Even though it’s not part of the “official” Emanuelle series, there are scenes of animal cruelty that occasionally rear their head, so it at least feels like a continuation.  The scene where Gemser punches a turtle (!) is odd, but the tasteless moment when a bat is skinned and crucified was unnecessary.  The half-assed horror elements that crop up in the second half are pretty unsuccessful too.  Plus, it almost feels like they forgot to film an ending as everything is wrapped up via a way-too convenient voiceover in the end. 

Still, it’s obvious that even early in her career, Gemser had the “It Factor”.  She’s able to overcome a weak script on sheer beauty alone and has plenty of screen presence to boot.  About halfway through, there’s a great trippy sequence set against an aquatic backdrop that showcases and repackages all her nude scenes into one psychedelic burst of cinema.  For the most part, the movie itself if kind of a dud, but it still remains worth watching for fans of Gemser.
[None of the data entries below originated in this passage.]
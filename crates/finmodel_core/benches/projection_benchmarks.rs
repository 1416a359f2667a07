//! Criterion benchmarks for finmodel_core projections
//!
//! Run with: cargo bench -p finmodel_core

use criterion::{BenchmarkId, Criterion, black_box, criterion_group, criterion_main};
use finmodel_core::{
    CarryForward, ModelBuilder, Recurrence, ScheduledRule, recurring_between_accounts,
};

fn savings_rules() -> Vec<ScheduledRule<&'static str>> {
    vec![
        recurring_between_accounts(Recurrence::Monthly, "Contributions", "Balance", |_| 500.0),
        recurring_between_accounts(Recurrence::Monthly, "Interest", "Balance", |bal| {
            bal * 0.07 / 12.0
        }),
        recurring_between_accounts(Recurrence::Quarterly, "Fees", "Balance", |bal| {
            -bal * 0.002 / 4.0
        }),
    ]
}

fn bench_projection_length(c: &mut Criterion) {
    let mut group = c.benchmark_group("projection_length");

    for years in [5u32, 10, 30] {
        group.bench_with_input(BenchmarkId::from_parameter(years), &years, |b, &years| {
            b.iter(|| {
                let model = ModelBuilder::new("bench")
                    .years(years)
                    .rules(savings_rules())
                    .build()
                    .unwrap();
                black_box(model.balance(&"Balance"))
            });
        });
    }

    group.finish();
}

fn bench_carry_forward(c: &mut Criterion) {
    let mut group = c.benchmark_group("carry_forward");

    for policy in [CarryForward::Contiguous, CarryForward::Sparse] {
        group.bench_function(format!("{policy:?}"), |b| {
            b.iter(|| {
                let model = ModelBuilder::new("bench")
                    .years(10)
                    .carry_forward(policy)
                    .rules(savings_rules())
                    .build()
                    .unwrap();
                black_box(model.balance_by_period(&"Balance"))
            });
        });
    }

    group.finish();
}

criterion_group!(benches, bench_projection_length, bench_carry_forward);
criterion_main!(benches);
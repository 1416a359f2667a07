//! Tests for the finmodel projection engine
//!
//! Tests are organized by topic:
//! - `ledger` - Period totals and carry-forward accumulation
//! - `scheduler` - Advancing, recurrence gating and rule failures
//! - `scenarios` - End-to-end savings projections
//! - `builder_dsl` - Builder DSL and snapshot export
//! - `calendar` - Period to date mapping

mod calendar;

use std::fmt;

use tracing_subscriber::EnvFilter;

/// Accounts used throughout the engine tests
#[derive(Debug, Clone, Copy, PartialEq, Eq)]
pub(crate) enum Acct {
    Contributions,
    Balance,
    Interest,
}

impl fmt::Display for Acct {
    fn fmt(&self, f: &mut fmt::Formatter<'_>) -> fmt::Result {
        let name = match self {
            Acct::Contributions => "Contributions",
            Acct::Balance => "Balance",
            Acct::Interest => "Interest",
        };
        f.write_str(name)
    }
}

/// Route engine logs to the test harness; honours `RUST_LOG`
pub(crate) fn init_tracing() {
    let _ = tracing_subscriber::fmt()
        .with_env_filter(
            EnvFilter::try_from_default_env()
                .unwrap_or_else(|_| EnvFilter::new("finmodel_core=warn")),
        )
        .with_test_writer()
        .try_init();
}

pub(crate) fn assert_close(actual: f64, expected: f64, tolerance: f64) {
    assert!(
        (actual - expected).abs() < tolerance,
        "Expected {expected:.4}, got {actual:.4}"
    );
}
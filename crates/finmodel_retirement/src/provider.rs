//! Retirement provider configuration
//!
//! Providers are plain serde data so they can be read from JSON. Every field
//! except `name` has a default; rates are annual fractions (0.07 = 7%).
//!
//! ```json
//! {
//!   "name": "Low-cost index",
//!   "monthly_contribution": 500.0,
//!   "annual_growth": 0.07,
//!   "annual_expense_ratio": 0.0004
//! }
//! ```

use serde::{Deserialize, Serialize};

use crate::error::{Result, RetirementError};

fn default_years() -> u32 {
    30
}

/// Contribution, growth and fee schedule of one retirement provider
#[derive(Debug, Clone, PartialEq, Serialize, Deserialize)]
pub struct RetirementProvider {
    pub name: String,

    /// Deposited at period 0 and every month after
    #[serde(default)]
    pub monthly_contribution: f64,

    /// Expected annual return, accrued monthly on the prior balance
    #[serde(default)]
    pub annual_growth: f64,

    /// Annual fee on assets, charged quarterly on the prior balance
    #[serde(default)]
    pub annual_asset_fee: f64,

    /// Annual fund expense ratio, charged monthly on the prior balance
    #[serde(default)]
    pub annual_expense_ratio: f64,

    /// Flat account fee charged every month
    #[serde(default)]
    pub monthly_fee: f64,

    /// Length of the projection
    #[serde(default = "default_years")]
    pub years: u32,

    /// Calendar date of the first contribution
    #[serde(default)]
    pub start_date: Option<jiff::civil::Date>,
}

impl RetirementProvider {
    /// Provider with no contributions, growth or fees over the default term
    pub fn new(name: impl Into<String>) -> Self {
        Self {
            name: name.into(),
            monthly_contribution: 0.0,
            annual_growth: 0.0,
            annual_asset_fee: 0.0,
            annual_expense_ratio: 0.0,
            monthly_fee: 0.0,
            years: default_years(),
            start_date: None,
        }
    }

    pub fn from_json(json: &str) -> Result<Self> {
        let provider: Self = serde_json::from_str(json)?;
        provider.validate()?;
        Ok(provider)
    }

    /// Parse a JSON array of providers
    pub fn list_from_json(json: &str) -> Result<Vec<Self>> {
        let providers: Vec<Self> = serde_json::from_str(json)?;
        for provider in &providers {
            provider.validate()?;
        }
        Ok(providers)
    }

    /// Number of monthly periods the projection runs for
    pub fn horizon(&self) -> u32 {
        self.years.saturating_mul(12)
    }

    pub fn validate(&self) -> Result<()> {
        if self.name.trim().is_empty() {
            return Err(self.invalid("name must not be empty"));
        }
        if self.years == 0 {
            return Err(self.invalid("years must be at least 1"));
        }

        let amounts = [
            ("monthly_contribution", self.monthly_contribution),
            ("annual_growth", self.annual_growth),
            ("annual_asset_fee", self.annual_asset_fee),
            ("annual_expense_ratio", self.annual_expense_ratio),
            ("monthly_fee", self.monthly_fee),
        ];
        for (field, value) in amounts {
            if !value.is_finite() || value < 0.0 {
                return Err(
                    self.invalid(format!("{field} must be a non-negative number, got {value}"))
                );
            }
        }
        Ok(())
    }

    fn invalid(&self, reason: impl Into<String>) -> RetirementError {
        RetirementError::InvalidConfig {
            provider: self.name.clone(),
            reason: reason.into(),
        }
    }
}
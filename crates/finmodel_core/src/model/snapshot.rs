//! Serializable view of a finished model
//!
//! Rules are closures and cannot be exported, so a snapshot carries only the
//! ledger and the period it was advanced to.

use serde::{Deserialize, Serialize};

use super::transaction::Transaction;

#[derive(Debug, Clone, PartialEq, Serialize, Deserialize)]
pub struct ModelSnapshot<A> {
    pub name: String,
    pub current_period: u32,
    /// Every transaction in the order it was recorded
    pub transactions: Vec<Transaction<A>>,
}

impl<A> ModelSnapshot<A> {
    /// Number of recorded transactions
    pub fn len(&self) -> usize {
        self.transactions.len()
    }

    pub fn is_empty(&self) -> bool {
        self.transactions.is_empty()
    }
}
LET’S GET PHYSICAL: LOOKING GOOD WITH LAURA GEMSER (1980) *

“E-‘MAY’-NUELLE”

FORMAT:  BLU-RAY (REWATCH)

ORIGINAL REVIEW:

(As posted on July 27th, 2009)

Back in the ‘80s, everyone had an exercise video.  Jane Fonda, Dixie Carter, and even Ginger Lynn all tried to get everyone off the couches and into shape.  Of all the A-List, B-List, and C-List celebrities that starred in their own workout tape, Laura Gemser’s has to be the strangest.  Not that I claim to be an expert in the field.  I mean, the last workout video I watched was the Cindy Crawford one and I wasn’t exactly watching that for the aerobics if you know what I mean and I think you do.  
 
It’s not the fact that Gemser is such a low rent celebrity that makes this flick so downright weird.  I mean, I’m a big fan of Gemser’s Black Emanuelle series and I jumped at the chance to see this.  (I’ve watched worse movies that held less promise.)  But nothing, NOTHING could have prepared me for… THIS.  I have to go on record here by saying that Gemser’s foray into the exercise video field, Looking Good with Laura Gemser is the single most bizarre fucking workout video I have ever seen in my life.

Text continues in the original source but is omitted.